## [What is expected]
Read through the records below and copy each line that uses the word "fields".

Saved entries
● ● ● ●

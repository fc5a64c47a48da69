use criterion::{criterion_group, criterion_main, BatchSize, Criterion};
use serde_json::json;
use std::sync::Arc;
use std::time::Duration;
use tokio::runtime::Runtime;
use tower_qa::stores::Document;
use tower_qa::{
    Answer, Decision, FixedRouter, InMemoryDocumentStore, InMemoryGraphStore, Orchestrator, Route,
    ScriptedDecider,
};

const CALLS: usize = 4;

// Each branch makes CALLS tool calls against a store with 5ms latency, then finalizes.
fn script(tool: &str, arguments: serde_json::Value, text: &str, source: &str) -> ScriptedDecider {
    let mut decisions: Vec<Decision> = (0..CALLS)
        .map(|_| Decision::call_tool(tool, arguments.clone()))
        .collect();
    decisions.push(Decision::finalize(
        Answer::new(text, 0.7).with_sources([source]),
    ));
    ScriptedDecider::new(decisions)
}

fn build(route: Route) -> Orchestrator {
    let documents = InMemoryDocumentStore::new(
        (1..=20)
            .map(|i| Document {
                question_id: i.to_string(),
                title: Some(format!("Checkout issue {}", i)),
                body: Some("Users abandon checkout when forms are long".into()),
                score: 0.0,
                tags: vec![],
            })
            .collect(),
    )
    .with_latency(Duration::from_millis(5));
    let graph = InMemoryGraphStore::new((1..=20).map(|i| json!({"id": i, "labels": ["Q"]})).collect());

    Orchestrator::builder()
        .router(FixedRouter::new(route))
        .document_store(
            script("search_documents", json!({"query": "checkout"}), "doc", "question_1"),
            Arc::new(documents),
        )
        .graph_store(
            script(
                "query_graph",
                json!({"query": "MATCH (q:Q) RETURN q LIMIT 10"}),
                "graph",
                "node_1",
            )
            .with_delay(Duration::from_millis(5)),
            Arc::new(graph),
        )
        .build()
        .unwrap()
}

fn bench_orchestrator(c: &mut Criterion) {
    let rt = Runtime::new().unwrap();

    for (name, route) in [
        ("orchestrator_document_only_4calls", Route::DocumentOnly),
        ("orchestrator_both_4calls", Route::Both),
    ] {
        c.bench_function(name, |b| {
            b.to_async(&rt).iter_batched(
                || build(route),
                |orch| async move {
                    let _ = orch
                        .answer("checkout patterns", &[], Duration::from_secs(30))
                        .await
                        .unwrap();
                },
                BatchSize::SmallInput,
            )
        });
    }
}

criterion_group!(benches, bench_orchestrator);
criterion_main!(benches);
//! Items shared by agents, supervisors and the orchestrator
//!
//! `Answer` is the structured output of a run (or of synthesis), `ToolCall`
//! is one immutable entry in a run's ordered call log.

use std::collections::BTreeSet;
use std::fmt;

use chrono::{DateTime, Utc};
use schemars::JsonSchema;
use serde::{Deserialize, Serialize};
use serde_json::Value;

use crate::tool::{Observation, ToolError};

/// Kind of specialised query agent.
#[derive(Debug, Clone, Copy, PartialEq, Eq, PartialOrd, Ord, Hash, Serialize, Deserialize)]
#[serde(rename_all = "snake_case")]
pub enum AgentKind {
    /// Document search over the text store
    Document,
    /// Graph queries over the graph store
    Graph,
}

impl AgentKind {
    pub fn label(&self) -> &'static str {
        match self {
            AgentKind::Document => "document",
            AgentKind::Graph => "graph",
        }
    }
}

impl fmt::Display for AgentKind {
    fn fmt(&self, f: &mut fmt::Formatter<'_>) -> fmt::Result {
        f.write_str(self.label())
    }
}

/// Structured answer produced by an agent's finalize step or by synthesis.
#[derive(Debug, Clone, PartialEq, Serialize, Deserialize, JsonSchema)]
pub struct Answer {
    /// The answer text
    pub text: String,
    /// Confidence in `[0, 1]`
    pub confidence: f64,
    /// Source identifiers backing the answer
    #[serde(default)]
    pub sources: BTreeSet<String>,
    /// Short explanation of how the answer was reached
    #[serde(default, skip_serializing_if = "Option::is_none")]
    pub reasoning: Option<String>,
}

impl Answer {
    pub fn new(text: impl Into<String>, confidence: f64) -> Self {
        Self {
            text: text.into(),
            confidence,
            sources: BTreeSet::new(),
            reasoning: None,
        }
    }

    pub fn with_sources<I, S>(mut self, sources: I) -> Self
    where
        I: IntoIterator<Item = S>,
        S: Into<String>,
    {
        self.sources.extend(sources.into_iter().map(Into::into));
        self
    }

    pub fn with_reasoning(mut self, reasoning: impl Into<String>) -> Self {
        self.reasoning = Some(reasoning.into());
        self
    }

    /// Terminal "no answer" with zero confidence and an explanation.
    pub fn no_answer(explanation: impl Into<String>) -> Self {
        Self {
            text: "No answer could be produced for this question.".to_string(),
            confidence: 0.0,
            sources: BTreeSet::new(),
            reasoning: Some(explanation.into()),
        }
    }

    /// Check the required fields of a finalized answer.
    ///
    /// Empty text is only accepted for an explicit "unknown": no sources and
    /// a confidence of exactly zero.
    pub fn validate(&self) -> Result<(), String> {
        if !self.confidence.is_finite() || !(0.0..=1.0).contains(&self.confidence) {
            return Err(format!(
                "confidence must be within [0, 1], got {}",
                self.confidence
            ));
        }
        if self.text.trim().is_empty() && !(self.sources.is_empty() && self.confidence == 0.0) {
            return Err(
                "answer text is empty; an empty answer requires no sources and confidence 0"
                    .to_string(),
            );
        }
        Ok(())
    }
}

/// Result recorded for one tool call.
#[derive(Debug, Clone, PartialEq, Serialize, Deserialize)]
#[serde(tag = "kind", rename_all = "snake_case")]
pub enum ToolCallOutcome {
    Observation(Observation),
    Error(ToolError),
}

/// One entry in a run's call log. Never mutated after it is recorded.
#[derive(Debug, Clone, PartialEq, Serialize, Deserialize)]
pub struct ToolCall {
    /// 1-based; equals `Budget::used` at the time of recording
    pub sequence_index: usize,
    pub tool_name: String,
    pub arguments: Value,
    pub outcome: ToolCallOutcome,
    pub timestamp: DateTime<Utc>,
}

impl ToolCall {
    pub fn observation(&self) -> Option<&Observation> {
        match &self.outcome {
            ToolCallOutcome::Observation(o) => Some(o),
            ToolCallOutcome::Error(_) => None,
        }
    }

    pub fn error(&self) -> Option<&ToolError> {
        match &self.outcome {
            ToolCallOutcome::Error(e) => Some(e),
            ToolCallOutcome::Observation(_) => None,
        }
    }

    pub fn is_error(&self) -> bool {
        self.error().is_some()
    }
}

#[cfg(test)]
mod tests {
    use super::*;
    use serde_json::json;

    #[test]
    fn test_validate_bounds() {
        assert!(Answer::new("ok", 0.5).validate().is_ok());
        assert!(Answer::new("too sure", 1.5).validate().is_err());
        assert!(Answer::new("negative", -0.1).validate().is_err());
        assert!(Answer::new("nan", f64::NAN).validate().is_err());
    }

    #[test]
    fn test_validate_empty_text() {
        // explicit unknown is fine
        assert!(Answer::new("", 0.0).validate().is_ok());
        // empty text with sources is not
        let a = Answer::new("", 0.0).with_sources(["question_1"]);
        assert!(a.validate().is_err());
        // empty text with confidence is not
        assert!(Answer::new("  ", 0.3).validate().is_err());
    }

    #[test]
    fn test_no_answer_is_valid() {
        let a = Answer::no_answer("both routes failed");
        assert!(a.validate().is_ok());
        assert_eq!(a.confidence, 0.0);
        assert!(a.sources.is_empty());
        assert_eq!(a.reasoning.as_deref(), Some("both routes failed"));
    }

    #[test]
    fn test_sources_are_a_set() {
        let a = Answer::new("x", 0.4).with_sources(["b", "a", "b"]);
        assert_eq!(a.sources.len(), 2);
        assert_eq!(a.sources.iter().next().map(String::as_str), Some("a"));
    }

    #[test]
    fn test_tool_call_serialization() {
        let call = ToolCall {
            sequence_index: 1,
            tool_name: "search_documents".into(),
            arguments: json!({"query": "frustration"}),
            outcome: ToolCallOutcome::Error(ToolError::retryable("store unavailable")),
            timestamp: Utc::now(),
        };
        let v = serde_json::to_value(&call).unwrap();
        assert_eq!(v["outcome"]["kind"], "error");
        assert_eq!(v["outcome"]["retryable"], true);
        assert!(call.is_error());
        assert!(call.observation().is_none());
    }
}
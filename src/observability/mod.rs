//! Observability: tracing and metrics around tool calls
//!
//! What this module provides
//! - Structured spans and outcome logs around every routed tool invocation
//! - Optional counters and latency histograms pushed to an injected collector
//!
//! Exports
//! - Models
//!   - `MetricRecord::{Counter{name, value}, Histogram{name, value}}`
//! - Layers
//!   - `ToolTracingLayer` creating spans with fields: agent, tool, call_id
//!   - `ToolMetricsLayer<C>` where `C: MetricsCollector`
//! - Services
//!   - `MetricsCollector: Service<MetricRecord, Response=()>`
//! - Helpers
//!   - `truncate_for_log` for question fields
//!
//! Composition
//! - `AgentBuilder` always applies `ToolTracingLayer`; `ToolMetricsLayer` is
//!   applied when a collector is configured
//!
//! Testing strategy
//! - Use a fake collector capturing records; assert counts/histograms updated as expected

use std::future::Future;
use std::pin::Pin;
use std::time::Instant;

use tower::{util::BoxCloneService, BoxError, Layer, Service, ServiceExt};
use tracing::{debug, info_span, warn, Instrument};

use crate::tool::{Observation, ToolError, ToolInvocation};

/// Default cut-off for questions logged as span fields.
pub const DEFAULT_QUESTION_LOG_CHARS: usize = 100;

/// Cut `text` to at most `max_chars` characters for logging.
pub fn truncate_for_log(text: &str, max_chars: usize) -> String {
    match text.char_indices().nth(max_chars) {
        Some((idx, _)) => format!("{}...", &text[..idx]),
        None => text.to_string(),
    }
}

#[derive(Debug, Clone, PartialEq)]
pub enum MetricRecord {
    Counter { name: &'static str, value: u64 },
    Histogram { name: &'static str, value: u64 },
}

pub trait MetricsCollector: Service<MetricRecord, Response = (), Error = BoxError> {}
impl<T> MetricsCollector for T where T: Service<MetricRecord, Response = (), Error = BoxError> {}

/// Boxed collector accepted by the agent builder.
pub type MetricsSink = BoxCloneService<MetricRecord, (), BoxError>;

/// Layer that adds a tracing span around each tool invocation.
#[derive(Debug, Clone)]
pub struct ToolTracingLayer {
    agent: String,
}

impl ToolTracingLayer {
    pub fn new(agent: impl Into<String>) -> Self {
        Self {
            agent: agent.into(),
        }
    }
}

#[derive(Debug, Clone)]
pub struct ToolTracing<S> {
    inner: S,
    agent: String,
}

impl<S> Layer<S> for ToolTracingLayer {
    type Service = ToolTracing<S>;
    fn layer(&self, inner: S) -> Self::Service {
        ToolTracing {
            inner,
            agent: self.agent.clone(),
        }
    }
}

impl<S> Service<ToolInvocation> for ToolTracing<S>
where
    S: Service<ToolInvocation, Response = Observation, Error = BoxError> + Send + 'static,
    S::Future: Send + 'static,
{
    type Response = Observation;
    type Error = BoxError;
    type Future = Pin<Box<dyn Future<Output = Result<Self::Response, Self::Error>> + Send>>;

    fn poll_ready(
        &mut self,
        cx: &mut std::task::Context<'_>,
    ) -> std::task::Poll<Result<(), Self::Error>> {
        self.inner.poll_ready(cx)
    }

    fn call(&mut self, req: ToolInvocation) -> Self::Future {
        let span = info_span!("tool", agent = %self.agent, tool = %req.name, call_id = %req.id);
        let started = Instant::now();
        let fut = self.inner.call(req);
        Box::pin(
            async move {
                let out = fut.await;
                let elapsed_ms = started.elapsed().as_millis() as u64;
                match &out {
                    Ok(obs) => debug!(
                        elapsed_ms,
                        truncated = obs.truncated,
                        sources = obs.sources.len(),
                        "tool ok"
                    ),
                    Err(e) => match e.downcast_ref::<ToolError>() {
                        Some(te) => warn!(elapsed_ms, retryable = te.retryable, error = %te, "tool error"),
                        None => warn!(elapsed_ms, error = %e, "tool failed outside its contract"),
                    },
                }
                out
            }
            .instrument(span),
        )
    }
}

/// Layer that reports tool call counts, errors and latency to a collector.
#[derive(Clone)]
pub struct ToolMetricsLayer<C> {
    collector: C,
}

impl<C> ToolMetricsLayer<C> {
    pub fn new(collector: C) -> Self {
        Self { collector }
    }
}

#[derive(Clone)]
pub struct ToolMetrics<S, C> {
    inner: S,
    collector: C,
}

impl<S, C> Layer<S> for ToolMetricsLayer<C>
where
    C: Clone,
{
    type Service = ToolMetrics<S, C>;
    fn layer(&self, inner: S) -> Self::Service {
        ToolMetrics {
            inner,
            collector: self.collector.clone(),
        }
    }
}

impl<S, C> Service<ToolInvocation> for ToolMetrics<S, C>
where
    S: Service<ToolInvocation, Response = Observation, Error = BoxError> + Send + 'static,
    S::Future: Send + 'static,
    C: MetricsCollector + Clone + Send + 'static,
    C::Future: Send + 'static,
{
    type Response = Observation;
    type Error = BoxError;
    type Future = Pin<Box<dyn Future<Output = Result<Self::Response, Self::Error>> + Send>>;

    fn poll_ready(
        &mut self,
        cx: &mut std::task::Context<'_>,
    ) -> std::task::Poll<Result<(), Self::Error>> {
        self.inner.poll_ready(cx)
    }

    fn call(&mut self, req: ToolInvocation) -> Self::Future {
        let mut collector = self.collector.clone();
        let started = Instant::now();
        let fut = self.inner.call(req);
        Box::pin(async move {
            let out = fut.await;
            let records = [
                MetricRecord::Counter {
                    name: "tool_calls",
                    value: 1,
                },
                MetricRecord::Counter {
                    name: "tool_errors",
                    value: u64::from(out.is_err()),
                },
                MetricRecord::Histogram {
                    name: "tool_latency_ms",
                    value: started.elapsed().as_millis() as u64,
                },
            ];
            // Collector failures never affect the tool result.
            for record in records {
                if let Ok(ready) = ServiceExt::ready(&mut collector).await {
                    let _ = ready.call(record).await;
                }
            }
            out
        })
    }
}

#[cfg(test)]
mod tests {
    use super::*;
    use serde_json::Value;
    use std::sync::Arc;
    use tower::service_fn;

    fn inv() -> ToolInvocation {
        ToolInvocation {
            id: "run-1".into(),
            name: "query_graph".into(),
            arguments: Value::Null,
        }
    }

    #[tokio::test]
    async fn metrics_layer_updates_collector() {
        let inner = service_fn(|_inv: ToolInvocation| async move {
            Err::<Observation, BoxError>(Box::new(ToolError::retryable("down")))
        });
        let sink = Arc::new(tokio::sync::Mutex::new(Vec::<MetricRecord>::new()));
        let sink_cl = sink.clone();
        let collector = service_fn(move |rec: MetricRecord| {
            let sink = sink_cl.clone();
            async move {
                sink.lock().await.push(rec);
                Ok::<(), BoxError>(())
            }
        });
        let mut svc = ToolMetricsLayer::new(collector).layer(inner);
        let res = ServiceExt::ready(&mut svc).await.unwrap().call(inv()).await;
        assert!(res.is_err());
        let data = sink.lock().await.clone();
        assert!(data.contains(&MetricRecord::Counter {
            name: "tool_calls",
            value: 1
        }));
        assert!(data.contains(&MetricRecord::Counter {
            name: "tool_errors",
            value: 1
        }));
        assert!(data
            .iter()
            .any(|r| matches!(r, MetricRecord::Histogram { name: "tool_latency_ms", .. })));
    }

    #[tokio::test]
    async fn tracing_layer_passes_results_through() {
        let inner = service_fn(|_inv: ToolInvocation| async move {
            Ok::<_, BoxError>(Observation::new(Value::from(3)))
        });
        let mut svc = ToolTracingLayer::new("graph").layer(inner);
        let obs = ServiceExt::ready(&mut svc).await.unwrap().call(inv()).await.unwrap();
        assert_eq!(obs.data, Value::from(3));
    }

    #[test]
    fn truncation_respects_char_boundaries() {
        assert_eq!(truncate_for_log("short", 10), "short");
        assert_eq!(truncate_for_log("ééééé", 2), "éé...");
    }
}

● ● ● ●

## [Expected answer]
    /// Check the required fields of a finalized answer.
//!   - `ToolTracingLayer` creating spans with fields: agent, tool, call_id
//!   - `truncate_for_log` for question fields
/// Default cut-off for questions logged as span fields.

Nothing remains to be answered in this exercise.